Perspektif Bhagavad Gītā memberikan penjelasan mendalam tentang Penyucian Diri yang dijabarkan dalam Bab V.17: “tad-buddhayas tad-ātmānas tan-niṣṭhās tat-parāyaṇāḥ gacchanty apunar āvṛttim jñāna-nirdhūta-kalmaṣāḥ”. Artinya : Mereka yang pikirannya tertuju kepada Tuhan, jiwanya disucikan dan akhirnya mencapai ketenangan. Sloka ini mengisyaratkan bahwa penyucian diri bukanlah sekadar ritual, tetapi perjalanan menuju kesadaran yang lebih tinggi. Pikiran yang terarah, hati yang bersih, dan hidup yang berpegang pada Dharma akan membawa seseorang pada ketenteraman yang tidak tergoyahkan oleh perubahan jaman.
Sugihan Bali, Momentum Reorientasi Diri
Generasi muda kerap mencari “ruang pulang” di tengah tekanan akademik, pekerjaan, tuntutan karir dan dinamika pergaulan digital. Sementara, ajaran Hindu melalui Sugihan Bali dapat diartikan sebagai kesempatan untuk menata ulang prioritas dan tujuan hidup antara lain : (1) Menjernihkan pikiran dari rasa cemas dan gelisah; (2) Memperkuat hubungan dengan keluarga dan Sang Pencipta dan (3) Mengembalikan diri pada nilai-nilai spiritual yang memberi keteduhan. Dengan demikian, perayaan Sugihan Bali bukan hanya tradisi, melainkan nilai hidup yang menawarkan keseimbangan di tengah dunia yang serba cepat.
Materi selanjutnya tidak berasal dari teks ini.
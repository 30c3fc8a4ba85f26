//! Dominator tree and natural-loop discovery (`spec.md` §4.2).
//!
//! `remusys-ir/src/opt/analysis/dominance.rs` computes dominators with
//! Semi-NCA over a DSU forest; here the classical iterative
//! set-intersection fixed point is used instead, so that part is rebuilt
//! from scratch, but the surrounding shape (mutate `Block::idom` / `domc` /
//! `df` in place, log a per-function summary) follows it.

use crate::base::SlabId;
use crate::ir::{BlockID, Function};
use std::collections::{HashMap, HashSet};

/// Computes `idom`/`domc` for every block and natural loops for every loop
/// header, writing both into `func` in place.
pub fn compute(func: &mut Function) {
    let blocks: Vec<BlockID> = func.order_iter().collect();
    let universe: HashSet<BlockID> = blocks.iter().copied().collect();
    let entry = func.entry;

    let mut dom: HashMap<BlockID, HashSet<BlockID>> = HashMap::new();
    dom.insert(entry, HashSet::from([entry]));
    for &b in &blocks {
        if b != entry {
            dom.insert(b, universe.clone());
        }
    }

    let mut changed = true;
    let mut iterations = 0;
    while changed {
        changed = false;
        iterations += 1;
        for &b in &blocks {
            if b == entry {
                continue;
            }
            let preds = &func.block(b).preds;
            let mut new_set: Option<HashSet<BlockID>> = None;
            for &p in preds {
                let pdom = &dom[&p];
                new_set = Some(match new_set {
                    None => pdom.clone(),
                    Some(acc) => acc.intersection(pdom).copied().collect(),
                });
            }
            let mut new_set = new_set.unwrap_or_default();
            new_set.insert(b);
            if new_set != dom[&b] {
                dom.insert(b, new_set);
                changed = true;
            }
        }
    }
    log::debug!("dominators converged after {iterations} iteration(s)");

    for &b in &blocks {
        func.block_mut(b).idom = None;
        func.block_mut(b).domc.clear();
    }
    for &b in &blocks {
        if b == entry {
            continue;
        }
        let candidates: Vec<BlockID> = dom[&b].iter().copied().filter(|&d| d != b).collect();
        let idom = candidates
            .iter()
            .copied()
            .find(|&m| !candidates.iter().any(|&m2| m2 != m && dom[&m2].contains(&m)));
        func.block_mut(b).idom = idom;
        if let Some(p) = idom {
            func.block_mut(p).domc.push(b);
        }
    }

    compute_natural_loops(func, &blocks, &dom);
}

fn compute_natural_loops(
    func: &mut Function,
    blocks: &[BlockID],
    dom: &HashMap<BlockID, HashSet<BlockID>>,
) {
    let mut tails_by_header: HashMap<BlockID, Vec<BlockID>> = HashMap::new();
    for &u in blocks {
        for v in func.block(u).successors() {
            if dom[&u].contains(&v) {
                tails_by_header.entry(v).or_default().push(u);
            }
        }
    }

    func.loops.clear();
    for (&header, tails) in &tails_by_header {
        let mut members: HashSet<BlockID> = HashSet::from([header]);
        let mut worklist: Vec<BlockID> = tails.clone();
        while let Some(n) = worklist.pop() {
            if members.insert(n) {
                worklist.extend(func.block(n).preds.iter().copied());
            }
        }
        let mut members: Vec<BlockID> = members.into_iter().collect();
        members.sort_by_key(|b| b.raw());
        func.loops.insert(header, members);
    }
}

/// Number of natural loops containing `block` (itself counts as contained
/// in a loop it heads), used by LICM's ascending-containment-count block
/// order (§4.6).
pub fn containment_count(func: &Function, block: BlockID) -> usize {
    func.loops.values().filter(|members| members.contains(&block)).count()
}

#[cfg(test)]
mod tests {
    use super::*;
    use crate::testing::fixtures;

    #[test]
    fn diamond_join_idom_is_branch_block() {
        let mut func = fixtures::diamond();
        compute(&mut func);
        let entry = func.entry;
        let join = fixtures::find_join(&func);
        assert_eq!(func.block(join).idom, Some(entry));
    }

    #[test]
    fn while_loop_header_dominates_its_own_body() {
        let mut func = fixtures::while_loop();
        compute(&mut func);
        assert_eq!(func.loops.len(), 1);
        let (&header, members) = func.loops.iter().next().unwrap();
        assert!(members.contains(&header));
        assert!(members.len() >= 2);
    }
}
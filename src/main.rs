//! Driver binary (`spec.md` §6): reads a 3AC listing from standard input,
//! runs the requested pass pipeline, and writes the rendered backend output
//! to standard output.

use std::io::{self, Read, Write};
use std::process::ExitCode;

fn main() -> ExitCode {
    env_logger::init();

    let argv: Vec<String> = std::env::args().skip(1).collect();
    let args = match tacopt::cli::parse_args(&argv) {
        Ok(args) => args,
        Err(err) => {
            eprintln!("tacopt: {err}");
            return ExitCode::from(1);
        }
    };

    let mut input = String::new();
    if let Err(err) = io::stdin().read_to_string(&mut input) {
        eprintln!("tacopt: failed to read standard input: {err}");
        return ExitCode::from(1);
    }

    match tacopt::run(&input, &args.passes, args.backend) {
        Ok(output) => {
            if io::stdout().write_all(output.as_bytes()).is_err() {
                return ExitCode::from(1);
            }
            ExitCode::SUCCESS
        }
        Err(tacopt::RunError::Parse(err)) => {
            eprintln!("tacopt: {err}");
            ExitCode::from(1)
        }
        // A structural CFG invariant violation is fatal and unrecoverable
        // mid-pipeline (spec.md §7): abort rather than report a
        // driver-misuse exit code.
        Err(tacopt::RunError::Cfg(err)) => {
            eprintln!("tacopt: aborting: {err}");
            ExitCode::from(101)
        }
    }
}
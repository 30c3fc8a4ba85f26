//! Dominance frontier computation (`spec.md` §4.3): a post-order walk of
//! the dominator tree, each block's frontier built from its CFG successors
//! and its dominator-tree children's already-computed frontiers.

use crate::base::SlabId;
use crate::ir::{BlockID, Function};
use std::collections::HashSet;

/// Computes `Block::df` for every block, assuming [`crate::opt::dominance::compute`]
/// has already populated `idom`/`domc`.
pub fn compute(func: &mut Function) {
    let order = postorder(func);
    for b in order {
        let mut df: HashSet<BlockID> = HashSet::new();
        for s in func.block(b).successors() {
            if func.block(s).idom != Some(b) {
                df.insert(s);
            }
        }
        for c in func.block(b).domc.clone() {
            for w in func.block(c).df.clone() {
                if func.block(w).idom != Some(b) {
                    df.insert(w);
                }
            }
        }
        let mut df: Vec<BlockID> = df.into_iter().collect();
        df.sort_by_key(|b| b.raw());
        func.block_mut(b).df = df;
    }
}

fn postorder(func: &Function) -> Vec<BlockID> {
    let mut order = Vec::new();
    let mut stack = vec![(func.entry, false)];
    while let Some((b, expanded)) = stack.pop() {
        if expanded {
            order.push(b);
            continue;
        }
        stack.push((b, true));
        for &c in &func.block(b).domc {
            stack.push((c, false));
        }
    }
    order
}

#[cfg(test)]
mod tests {
    use super::*;
    use crate::opt::dominance;
    use crate::testing::fixtures;

    #[test]
    fn diamond_entry_is_in_no_frontier_but_join_is_in_branches() {
        let mut func = fixtures::diamond();
        dominance::compute(&mut func);
        compute(&mut func);
        let join = fixtures::find_join(&func);
        for &b in &func.blocks {
            if b == func.entry || b == join {
                continue;
            }
            assert_eq!(func.block(b).df, vec![join]);
        }
        assert!(func.block(func.entry).df.is_empty());
    }

    #[test]
    fn loop_header_is_in_its_own_frontier() {
        let mut func = fixtures::while_loop();
        dominance::compute(&mut func);
        compute(&mut func);
        let (&header, _) = func.loops.iter().next().unwrap();
        let body = func
            .blocks
            .iter()
            .copied()
            .find(|&b| func.block(b).preds.len() == 1 && func.block(b).br_next.is_some())
            .unwrap();
        assert!(func.block(body).df.contains(&header));
    }
}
Merayakan Galungan dengan Jiwa yang Bersih
Galungan bukan sekadar perayaan, melainkan simbol kemenangan Dharma atas Adharma. Untuk memasuki hari agung ini, diri yang bersih adalah syarat utama. Sebab kemenangan Dharma pertama-tama harus terjadi di dalam diri kita sendiri melalui disiplin, ketulusan dan kesadaran. Sugihan Bali memberikan landasan spiritual agar manusia tak hanya menjalankan ritual Galungan secara lahiriah, tetapi juga merasakannya secara bathiniah. Ketika jiwa bersih, cahaya Galungan bukan hanya disambut, tetapi benar-benar dihayati.
Mari, hadirkan momentum spiritual dalam sebuah cahaya yang menyala dari dalam diri tempat Sang Hyang Atman bersemayam sebagai percikan kecil Ida Sang Hyang Widhi Wasa. Sugihan Bali mengisyaratkan bahwa penyucian diri adalah inti dari kehidupan spiritual Hindu. Ia mengingatkan bahwa di balik hiruk-pikuk kemajuan teknologi dan kenyamanan serta gemerlapnya dunia moderen, manusia tetap membutuhkan ruang hening untuk merawat jīwa. Momentum ini mengajak kita, terutama generasi muda, untuk kembali pada jatidiri diri pada cahaya lembut, hening, tenang yang terus menyala di dalam diri. Karenanya, tatkala bathin jernih, hidup akan lebih terang, damai, dan bermakna. (Penulis, Koordinator Penyuluh Agama Hindu Kecamatan Kubutambahan, Kabupaten Buleleng Bali).